Credit: iStockphoto/John Mroz

Researchers from North Carolina State University have discovered how fat, oil and grease (FOG) can create hardened deposits in sewer lines: it turns into soap! The hardened deposits, which can look like stalactites, contribute to sewer overflows.

"We found that FOG deposits in sewage collection systems are created by chemical reactions that turn the fatty acids from FOG into, basically, a huge lump of soap," says Dr. Joel Ducoste, a professor of civil, construction and environmental engineering at NC State and co-author of a paper describing the research. Collection systems are the pipes and pumping stations that carry wastewater from homes and businesses to sewage-treatment facilities.

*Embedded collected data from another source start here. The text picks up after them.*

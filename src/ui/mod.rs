// SPDX-License-Identifier: MPL-2.0
//! Rendering of the toast layers.

pub mod design_tokens;
pub mod layer;
pub mod styles;
pub mod widgets;
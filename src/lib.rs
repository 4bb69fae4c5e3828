// SPDX-License-Identifier: MPL-2.0
//! `iced_toast` provides queued, animated toast notifications for the Iced
//! GUI framework.
//!
//! Toasts stack at the top, center or bottom of the window, fade in, leave
//! after a timeout and can be swiped away horizontally. An application either
//! wraps its whole view in a [`toast::ToastProvider`] and hands its context to
//! descendants, or places a scoped [`toast::Toast`] and drives it through an
//! explicit handle.

pub mod app;
pub mod config;
pub mod error;
pub mod toast;
pub mod ui;

pub use toast::{
    ShowToast, Toast, ToastConfig, ToastContent, ToastHandle, ToastId, ToastKind, ToastPosition,
    ToastProvider,
};
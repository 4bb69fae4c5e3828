// SPDX-License-Identifier: MPL-2.0
//! The toast engine shared by the ambient and scoped forms.
//!
//! A [`Toaster`] couples the [`ToastQueue`] with one [`ToastItem`] per queued
//! record, routes pointer input to the item being dragged and steps every
//! animation on each tick. Both removal paths (timer and swipe) end in the
//! same idempotent [`Toaster::dismiss`].

use super::clock::{Clock, SystemClock};
use super::item::{ItemEvent, Release, ToastItem};
use super::queue::ToastQueue;
use super::record::{ToastConfig, ToastId};
use super::settings::Settings;
use crate::config::{FALLBACK_VIEWPORT_WIDTH, FRAME_INTERVAL_MS};
use iced::{event, mouse, time, touch, window, Point, Size, Subscription};
use std::collections::HashMap;
use std::time::{Duration, Instant};

/// Messages driving a [`Toaster`].
#[derive(Debug, Clone)]
pub enum Message {
    /// Animation frame / timer check.
    Tick(Instant),
    /// Pointer went down on a toast.
    Pressed(ToastId),
    /// Cursor or finger moved.
    PointerMoved(Point),
    /// Cursor button or finger released.
    Released,
    /// Remove a toast right away.
    Dismiss(ToastId),
    /// Viewport size changed.
    Resized(Size),
}

#[derive(Debug)]
pub struct Toaster {
    queue: ToastQueue,
    items: HashMap<ToastId, ToastItem>,
    clock: Box<dyn Clock>,
    settings: Settings,
    /// Last known pointer position.
    pointer: Option<Point>,
    /// Toast currently under a pressed pointer.
    active: Option<ToastId>,
    /// Set when a press arrived before any pointer position was known.
    awaiting_origin: bool,
    viewport: Size,
}

impl Default for Toaster {
    fn default() -> Self {
        Self::new(Settings::default())
    }
}

impl Toaster {
    #[must_use]
    pub fn new(settings: Settings) -> Self {
        Self::with_clock(settings, SystemClock)
    }

    /// Creates a toaster that arms its timers from `clock`.
    #[must_use]
    pub fn with_clock(settings: Settings, clock: impl Clock + 'static) -> Self {
        Self {
            queue: ToastQueue::new(settings.default_duration),
            items: HashMap::new(),
            clock: Box::new(clock),
            settings,
            pointer: None,
            active: None,
            awaiting_origin: false,
            viewport: Size::new(FALLBACK_VIEWPORT_WIDTH, 0.0),
        }
    }

    /// Queues a toast, arms its timer and starts its enter animation.
    pub fn show_toast(&mut self, config: ToastConfig) -> ToastId {
        let now = self.clock.now();
        let id = self.queue.show(config, now);
        if self.active.as_ref() == Some(&id) {
            self.active = None;
        }
        self.items
            .insert(id.clone(), ToastItem::new(self.settings, now));
        id
    }

    /// Removes a toast by id, whatever triggered the removal.
    ///
    /// Returns `true` if the toast was queued; calling it again for the same
    /// id is a no-op.
    pub fn dismiss(&mut self, id: &ToastId) -> bool {
        self.items.remove(id);
        if self.active.as_ref() == Some(id) {
            self.active = None;
            self.awaiting_origin = false;
        }
        let removed = self.queue.dismiss(id);
        if removed {
            tracing::debug!(%id, "toast dismissed");
        }
        removed
    }

    /// Handles a toaster message.
    pub fn update(&mut self, message: Message) {
        match message {
            Message::Tick(now) => self.tick(now),
            Message::Pressed(id) => self.press(id),
            Message::PointerMoved(position) => self.pointer_moved(position),
            Message::Released => self.release(),
            Message::Dismiss(id) => {
                self.dismiss(&id);
            }
            Message::Resized(size) => self.viewport = size,
        }
    }

    /// Expires due timers, then advances every animation to `now`.
    pub fn tick(&mut self, now: Instant) {
        for id in self.queue.expire(now) {
            tracing::debug!(%id, "toast expired");
            self.items.remove(&id);
            if self.active.as_ref() == Some(&id) {
                self.active = None;
                self.awaiting_origin = false;
            }
        }

        let finished: Vec<ToastId> = self
            .items
            .iter_mut()
            .filter_map(|(id, item)| match item.tick(now) {
                Some(ItemEvent::Dismissed) => Some(id.clone()),
                None => None,
            })
            .collect();

        for id in finished {
            self.dismiss(&id);
        }
    }

    fn press(&mut self, id: ToastId) {
        let Some(item) = self.items.get_mut(&id) else {
            return;
        };
        match self.pointer {
            Some(position) => {
                if !item.press(position.x) {
                    return;
                }
                self.awaiting_origin = false;
            }
            None => self.awaiting_origin = true,
        }
        self.active = Some(id);
    }

    fn pointer_moved(&mut self, position: Point) {
        self.pointer = Some(position);
        let Some(id) = &self.active else {
            return;
        };
        let Some(item) = self.items.get_mut(id) else {
            self.active = None;
            return;
        };
        if self.awaiting_origin {
            self.awaiting_origin = false;
            if !item.press(position.x) {
                self.active = None;
            }
            return;
        }
        item.move_to(position.x);
    }

    fn release(&mut self) {
        self.awaiting_origin = false;
        let Some(id) = self.active.take() else {
            return;
        };
        let now = self.clock.now();
        let Some(item) = self.items.get_mut(&id) else {
            return;
        };
        if item.release(now) == Release::Dismiss {
            // The exit animation owns the removal from here on.
            self.queue.cancel_timer(&id);
            tracing::debug!(%id, "toast swiped away");
        }
    }

    /// Events and ticks this toaster needs.
    ///
    /// Ticks run at animation frame rate, and only while toasts are queued.
    pub fn subscription(&self) -> Subscription<Message> {
        let events = event::listen_with(|event, _status, _window| route_event(&event));

        if self.queue.is_empty() {
            events
        } else {
            let ticks =
                time::every(Duration::from_millis(FRAME_INTERVAL_MS)).map(Message::Tick);
            Subscription::batch([events, ticks])
        }
    }

    #[must_use]
    pub fn queue(&self) -> &ToastQueue {
        &self.queue
    }

    #[must_use]
    pub fn item(&self, id: &ToastId) -> Option<&ToastItem> {
        self.items.get(id)
    }

    #[must_use]
    pub fn settings(&self) -> &Settings {
        &self.settings
    }

    #[must_use]
    pub fn viewport(&self) -> Size {
        self.viewport
    }

    #[must_use]
    pub fn len(&self) -> usize {
        self.queue.len()
    }

    #[must_use]
    pub fn is_empty(&self) -> bool {
        self.queue.is_empty()
    }

    /// Whether any item is still animating.
    #[must_use]
    pub fn is_animating(&self) -> bool {
        self.items.values().any(ToastItem::is_animating)
    }
}

/// Maps native events to toaster messages.
fn route_event(event: &event::Event) -> Option<Message> {
    match event {
        event::Event::Mouse(mouse::Event::CursorMoved { position }) => {
            Some(Message::PointerMoved(*position))
        }
        event::Event::Mouse(mouse::Event::ButtonReleased(mouse::Button::Left)) => {
            Some(Message::Released)
        }
        event::Event::Touch(
            touch::Event::FingerPressed { position, .. } | touch::Event::FingerMoved { position, .. },
        ) => Some(Message::PointerMoved(*position)),
        event::Event::Touch(touch::Event::FingerLifted { .. } | touch::Event::FingerLost { .. }) => {
            Some(Message::Released)
        }
        event::Event::Window(window::Event::Resized(size)) => Some(Message::Resized(*size)),
        event::Event::Window(window::Event::Opened { size, .. }) => Some(Message::Resized(*size)),
        _ => None,
    }
}

#[cfg(test)]
mod tests {
    use super::*;
    use crate::toast::clock::ManualClock;
    use crate::toast::item::Phase;
    use crate::toast::record::ToastPosition;

    fn ms(value: u64) -> Duration {
        Duration::from_millis(value)
    }

    fn toaster() -> (Toaster, ManualClock) {
        let clock = ManualClock::new();
        (Toaster::with_clock(Settings::default(), clock.clone()), clock)
    }

    /// Advances the clock in frame-sized steps, ticking each time.
    fn run(toaster: &mut Toaster, clock: &ManualClock, total: Duration) {
        let mut elapsed = Duration::ZERO;
        while elapsed < total {
            let step = ms(16).min(total - elapsed);
            elapsed += step;
            let now = clock.advance(step);
            toaster.update(Message::Tick(now));
        }
    }

    fn swipe(toaster: &mut Toaster, id: &ToastId, from: f32, to: f32) {
        toaster.update(Message::PointerMoved(Point::new(from, 300.0)));
        toaster.update(Message::Pressed(id.clone()));
        toaster.update(Message::PointerMoved(Point::new((from + to) / 2.0, 300.0)));
        toaster.update(Message::PointerMoved(Point::new(to, 300.0)));
        toaster.update(Message::Released);
    }

    #[test]
    fn show_creates_entering_item() {
        let (mut toaster, _) = toaster();
        let id = toaster.show_toast(ToastConfig::new("hi"));

        assert_eq!(toaster.len(), 1);
        assert_eq!(toaster.item(&id).map(ToastItem::phase), Some(Phase::Entering));
    }

    #[test]
    fn timer_removes_record_and_item() {
        let (mut toaster, clock) = toaster();
        let id = toaster.show_toast(ToastConfig::new("bye").duration(ms(1000)));

        run(&mut toaster, &clock, ms(999));
        assert!(toaster.queue().contains(&id));

        run(&mut toaster, &clock, ms(1));
        assert!(toaster.is_empty());
        assert!(toaster.item(&id).is_none());
    }

    #[test]
    fn long_swipe_removes_toast_after_exit_animation() {
        let (mut toaster, clock) = toaster();
        let id = toaster.show_toast(ToastConfig::new("swipe me"));
        run(&mut toaster, &clock, ms(300));

        swipe(&mut toaster, &id, 100.0, 260.0);
        assert_eq!(toaster.item(&id).map(ToastItem::phase), Some(Phase::Dismissing));
        assert!(toaster.queue().contains(&id));

        run(&mut toaster, &clock, ms(250));
        assert!(!toaster.queue().contains(&id));
    }

    #[test]
    fn short_swipe_keeps_toast_queued() {
        let (mut toaster, clock) = toaster();
        let id = toaster.show_toast(ToastConfig::new("stay").duration(Duration::from_secs(10)));
        run(&mut toaster, &clock, ms(300));

        swipe(&mut toaster, &id, 100.0, 150.0);
        run(&mut toaster, &clock, Duration::from_secs(2));

        let item = toaster.item(&id).expect("toast should still be queued");
        assert_eq!(item.offset_x(), 0.0);
        assert_eq!(item.phase(), Phase::Resting);
    }

    #[test]
    fn swipe_cancels_timer_so_exit_completes() {
        let (mut toaster, clock) = toaster();
        let id = toaster.show_toast(ToastConfig::new("race").duration(ms(400)));
        run(&mut toaster, &clock, ms(300));

        swipe(&mut toaster, &id, 0.0, -150.0);
        assert_eq!(toaster.queue().deadline(&id), None);

        // The original deadline passes mid-animation without removing the toast.
        run(&mut toaster, &clock, ms(150));
        assert!(toaster.queue().contains(&id));

        run(&mut toaster, &clock, ms(100));
        assert!(toaster.is_empty());
    }

    #[test]
    fn every_queued_record_keeps_its_item_when_ids_look_alike() {
        let (mut toaster, _) = toaster();
        let explicit = toaster.show_toast(ToastConfig::new("explicit").id("toast-0"));
        let generated = toaster.show_toast(ToastConfig::new("generated"));
        assert_ne!(explicit, generated);

        assert!(toaster.dismiss(&generated));
        assert_eq!(toaster.len(), 1);
        assert!(toaster
            .queue()
            .iter()
            .all(|record| toaster.item(record.id()).is_some()));
    }

    #[test]
    fn dismiss_twice_is_a_no_op() {
        let (mut toaster, _) = toaster();
        let id = toaster.show_toast(ToastConfig::new("once"));
        toaster.show_toast(ToastConfig::new("other"));

        assert!(toaster.dismiss(&id));
        assert!(!toaster.dismiss(&id));
        assert_eq!(toaster.len(), 1);
    }

    #[test]
    fn press_before_pointer_position_uses_first_move_as_origin() {
        let (mut toaster, clock) = toaster();
        let id = toaster.show_toast(ToastConfig::new("touch"));
        run(&mut toaster, &clock, ms(300));

        toaster.update(Message::Pressed(id.clone()));
        toaster.update(Message::PointerMoved(Point::new(50.0, 10.0)));
        toaster.update(Message::PointerMoved(Point::new(70.0, 10.0)));

        assert_eq!(toaster.item(&id).map(ToastItem::offset_x), Some(20.0));
    }

    #[test]
    fn pointer_moves_without_press_do_nothing() {
        let (mut toaster, clock) = toaster();
        let id = toaster.show_toast(ToastConfig::new("still"));
        run(&mut toaster, &clock, ms(300));

        toaster.update(Message::PointerMoved(Point::new(0.0, 0.0)));
        toaster.update(Message::PointerMoved(Point::new(400.0, 0.0)));
        toaster.update(Message::Released);

        assert_eq!(toaster.item(&id).map(ToastItem::offset_x), Some(0.0));
    }

    #[test]
    fn expiry_during_drag_clears_active_gesture() {
        let (mut toaster, clock) = toaster();
        let id = toaster.show_toast(ToastConfig::new("short").duration(ms(500)));
        toaster.update(Message::PointerMoved(Point::new(0.0, 0.0)));
        toaster.update(Message::Pressed(id.clone()));
        toaster.update(Message::PointerMoved(Point::new(40.0, 0.0)));

        run(&mut toaster, &clock, ms(500));
        assert!(toaster.is_empty());

        // A late release must not resurrect anything.
        toaster.update(Message::Released);
        assert!(toaster.is_empty());
    }

    #[test]
    fn resize_updates_viewport() {
        let (mut toaster, _) = toaster();
        toaster.update(Message::Resized(Size::new(1024.0, 768.0)));
        assert_eq!(toaster.viewport(), Size::new(1024.0, 768.0));
    }

    #[test]
    fn route_event_maps_pointer_events() {
        let moved = event::Event::Mouse(mouse::Event::CursorMoved {
            position: Point::new(3.0, 4.0),
        });
        assert!(matches!(
            route_event(&moved),
            Some(Message::PointerMoved(p)) if p == Point::new(3.0, 4.0)
        ));

        let released = event::Event::Mouse(mouse::Event::ButtonReleased(mouse::Button::Left));
        assert!(matches!(route_event(&released), Some(Message::Released)));

        let right = event::Event::Mouse(mouse::Event::ButtonReleased(mouse::Button::Right));
        assert!(route_event(&right).is_none());
    }

    #[test]
    fn positions_are_kept_per_record() {
        let (mut toaster, _) = toaster();
        toaster.show_toast(ToastConfig::new("t").position(ToastPosition::Top));
        toaster.show_toast(ToastConfig::new("c").position(ToastPosition::Center));
        toaster.show_toast(ToastConfig::new("b"));

        for position in ToastPosition::ALL {
            assert_eq!(toaster.queue().at(position).count(), 1);
        }
    }
}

These hardened FOG deposits reduce the flow of wastewater in the pipes, contributing to sewer overflows -- which can cause environmental and public-health problems and lead to costly fines and repairs.

The research team used a technique called Fourier Transform Infrared (FTIR) spectroscopy to determine what the FOG deposits were made of at the molecular level. FTIR spectroscopy shoots a sample material with infrared light at various wavelengths. Different molecular bonds vibrate in response to different wavelengths. By measuring which infrared wavelengths created vibrations in their FOG samples, researchers were able to determine each sample's molecular composition.

Using this technique, researchers confirmed that the hardened deposits were made of calcium-based fatty acid salts -- or soap.

"FOG itself cannot create these deposits," Ducoste says. "The FOG must first be broken down into its constituent parts: glycerol and free fatty acids. These free fatty acids -- specifically, saturated fatty acids -- can react with calcium in the sewage collection system to form the hardened deposits.

"Until this point we did not know how these deposits were forming -- it was just a hypothesis," Ducoste says. "Now we know what's going on with these really hard deposits."

The researchers are now focused on determining where the calcium in the collection system is coming from, and how quickly these deposits actually form. Once they've resolved those questions, Ducoste says, they will be able to create numerical models to predict where a sewage system may have "hot spots" that are particularly susceptible to these blockages.

Ultimately, Ducoste says, "if we know how -- and how quickly -- these deposits form, it may provide scientific data to support policy decisions related to preventing sewer overflows."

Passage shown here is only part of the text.